§ How to complete this task: Below are the records; copy out every line that holds the word "YAxis".

§ Stored data:
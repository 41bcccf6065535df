//! Field-well schemas
//!
//! A schema lists, per visual type, the roles ("wells") a field can be dropped
//! onto, how many fields each role holds, whether it must be filled before the
//! visual renders real data, and which data types it accepts.

use serde::{Deserialize, Serialize};
use std::collections::BTreeSet;

use crate::binding::VisualDataBinding;
use crate::data::DataType;
use crate::registry::registry;

/// A named slot a visual type exposes for data
#[derive(Debug, Clone, Copy, PartialEq, Eq, Hash, PartialOrd, Ord, Serialize, Deserialize)]
#[serde(rename_all = "camelCase")]
pub enum Role {
    Axis,
    Legend,
    Values,
    XAxis,
    YAxis,
    Size,
    Tooltips,
    Details,
    Category,
    Location,
    Latitude,
    Longitude,
    Target,
    Minimum,
    Maximum,
    Rows,
    Columns,
    SmallMultiples,
}

/// How the shaping engine treats fields bound to a role
#[derive(Debug, Clone, Copy, PartialEq, Eq)]
pub enum RoleKind {
    /// Values partition rows into groups
    Dimension,
    /// Values are reduced per group through the binding's aggregation
    Measure,
    /// Numeric fields behave as measures, everything else as dimensions
    Mixed,
    /// Drives small-multiple partitioning; ignored by shaping
    Split,
}

impl Role {
    pub fn kind(self) -> RoleKind {
        match self {
            Role::Axis
            | Role::Legend
            | Role::Details
            | Role::Category
            | Role::Location
            | Role::Rows => RoleKind::Dimension,
            Role::Values
            | Role::XAxis
            | Role::YAxis
            | Role::Size
            | Role::Tooltips
            | Role::Latitude
            | Role::Longitude
            | Role::Target
            | Role::Minimum
            | Role::Maximum => RoleKind::Measure,
            Role::Columns => RoleKind::Mixed,
            Role::SmallMultiples => RoleKind::Split,
        }
    }

    /// Whether a field of `data_type` bound here groups rows rather than being aggregated
    pub fn groups_by(self, data_type: DataType) -> bool {
        match self.kind() {
            RoleKind::Dimension => true,
            RoleKind::Mixed => data_type != DataType::Number,
            RoleKind::Measure | RoleKind::Split => false,
        }
    }

    pub fn key(self) -> &'static str {
        match self {
            Role::Axis => "axis",
            Role::Legend => "legend",
            Role::Values => "values",
            Role::XAxis => "xAxis",
            Role::YAxis => "yAxis",
            Role::Size => "size",
            Role::Tooltips => "tooltips",
            Role::Details => "details",
            Role::Category => "category",
            Role::Location => "location",
            Role::Latitude => "latitude",
            Role::Longitude => "longitude",
            Role::Target => "target",
            Role::Minimum => "minimum",
            Role::Maximum => "maximum",
            Role::Rows => "rows",
            Role::Columns => "columns",
            Role::SmallMultiples => "smallMultiples",
        }
    }
}

/// One well of a field-well schema
#[derive(Debug, Clone, PartialEq, Serialize, Deserialize)]
#[serde(rename_all = "camelCase")]
pub struct RoleSpec {
    pub role: Role,
    pub label: String,
    /// `None` means unbounded; a bound is always at least 1
    pub max_fields: Option<usize>,
    pub required: bool,
    pub accepted_data_types: BTreeSet<DataType>,
}

impl RoleSpec {
    /// Unbounded, optional role accepting every data type
    pub fn new(role: Role, label: impl Into<String>) -> Self {
        Self {
            role,
            label: label.into(),
            max_fields: None,
            required: false,
            accepted_data_types: DataType::ALL.into_iter().collect(),
        }
    }

    pub fn max(mut self, max_fields: usize) -> Self {
        self.max_fields = Some(max_fields.max(1));
        self
    }

    pub fn required(mut self) -> Self {
        self.required = true;
        self
    }

    pub fn accepts(mut self, types: &[DataType]) -> Self {
        self.accepted_data_types = types.iter().copied().collect();
        self
    }

    pub fn accepts_type(&self, data_type: DataType) -> bool {
        self.accepted_data_types.contains(&data_type)
    }

    pub fn is_single(&self) -> bool {
        self.max_fields == Some(1)
    }
}

/// Ordered list of roles for one visual type
#[derive(Debug, Clone, PartialEq, Serialize, Deserialize)]
#[serde(rename_all = "camelCase")]
pub struct FieldWellSchema {
    pub roles: Vec<RoleSpec>,
}

impl FieldWellSchema {
    pub fn new(roles: Vec<RoleSpec>) -> Self {
        Self { roles }
    }

    /// Schema used for visual types without an explicit entry: an unconstrained
    /// `values` well and a `tooltips` well.
    pub fn fallback() -> Self {
        Self::new(vec![
            RoleSpec::new(Role::Values, "Values"),
            RoleSpec::new(Role::Tooltips, "Tooltips"),
        ])
    }

    pub fn role(&self, role: Role) -> Option<&RoleSpec> {
        self.roles.iter().find(|r| r.role == role)
    }

    pub fn has_required_roles(&self) -> bool {
        self.roles.iter().any(|r| r.required)
    }

    /// Required roles that hold no field in `binding`
    pub fn missing_required(&self, binding: &VisualDataBinding) -> Vec<Role> {
        self.roles
            .iter()
            .filter(|r| r.required && binding.fields_for(r.role).next().is_none())
            .map(|r| r.role)
            .collect()
    }
}

/// Look up the field-well schema of a visual type. Unknown types get the fallback schema.
pub fn schema_for(visual_type: &str) -> &'static FieldWellSchema {
    &registry().lookup(visual_type).schema
}

// =============================================================================
// Built-in schemas
// =============================================================================

const NUMERIC: &[DataType] = &[DataType::Number];

pub(crate) fn cartesian_schema(axis_label: &str, values_label: &str) -> FieldWellSchema {
    FieldWellSchema::new(vec![
        RoleSpec::new(Role::Axis, axis_label).max(1),
        RoleSpec::new(Role::Legend, "Legend").max(1),
        RoleSpec::new(Role::Values, values_label).required(),
        RoleSpec::new(Role::SmallMultiples, "Small multiples").max(1),
        RoleSpec::new(Role::Tooltips, "Tooltips"),
    ])
}

pub(crate) fn pie_schema() -> FieldWellSchema {
    FieldWellSchema::new(vec![
        RoleSpec::new(Role::Legend, "Legend").max(1),
        RoleSpec::new(Role::Values, "Values").max(1).required(),
        RoleSpec::new(Role::Details, "Details").max(1),
        RoleSpec::new(Role::Tooltips, "Tooltips"),
    ])
}

pub(crate) fn scatter_schema() -> FieldWellSchema {
    FieldWellSchema::new(vec![
        RoleSpec::new(Role::Details, "Values").max(1),
        RoleSpec::new(Role::Legend, "Legend").max(1),
        RoleSpec::new(Role::XAxis, "X Axis").max(1).required().accepts(NUMERIC),
        RoleSpec::new(Role::YAxis, "Y Axis").max(1).required().accepts(NUMERIC),
        RoleSpec::new(Role::Size, "Size").max(1).accepts(NUMERIC),
        RoleSpec::new(Role::Tooltips, "Tooltips"),
    ])
}

pub(crate) fn gauge_schema() -> FieldWellSchema {
    FieldWellSchema::new(vec![
        RoleSpec::new(Role::Values, "Value").max(1).required(),
        RoleSpec::new(Role::Minimum, "Minimum value").max(1).accepts(NUMERIC),
        RoleSpec::new(Role::Maximum, "Maximum value").max(1).accepts(NUMERIC),
        RoleSpec::new(Role::Target, "Target value").max(1).accepts(NUMERIC),
        RoleSpec::new(Role::Tooltips, "Tooltips"),
    ])
}

pub(crate) fn funnel_schema() -> FieldWellSchema {
    FieldWellSchema::new(vec![
        RoleSpec::new(Role::Category, "Category").max(1),
        RoleSpec::new(Role::Values, "Values").max(1).required(),
        RoleSpec::new(Role::Tooltips, "Tooltips"),
    ])
}

pub(crate) fn card_schema(max_fields: Option<usize>) -> FieldWellSchema {
    let mut fields = RoleSpec::new(Role::Values, "Fields").required();
    if let Some(max) = max_fields {
        fields = fields.max(max);
    }
    FieldWellSchema::new(vec![fields])
}

pub(crate) fn table_schema() -> FieldWellSchema {
    FieldWellSchema::new(vec![RoleSpec::new(Role::Columns, "Columns").required()])
}

pub(crate) fn matrix_schema() -> FieldWellSchema {
    FieldWellSchema::new(vec![
        RoleSpec::new(Role::Rows, "Rows"),
        RoleSpec::new(Role::Columns, "Columns").accepts(&[DataType::String, DataType::Date, DataType::Boolean]),
        RoleSpec::new(Role::Values, "Values").required(),
    ])
}

pub(crate) fn map_schema() -> FieldWellSchema {
    FieldWellSchema::new(vec![
        RoleSpec::new(Role::Location, "Location").max(1).required(),
        RoleSpec::new(Role::Legend, "Legend").max(1),
        RoleSpec::new(Role::Latitude, "Latitude").max(1).accepts(NUMERIC),
        RoleSpec::new(Role::Longitude, "Longitude").max(1).accepts(NUMERIC),
        RoleSpec::new(Role::Size, "Bubble size").max(1).accepts(NUMERIC),
        RoleSpec::new(Role::Tooltips, "Tooltips"),
    ])
}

§ Solution for this problem:
    YAxis,
            | Role::YAxis
            Role::YAxis => "yAxis",
        RoleSpec::new(Role::YAxis, "Y Axis").max(1).required().accepts(NUMERIC),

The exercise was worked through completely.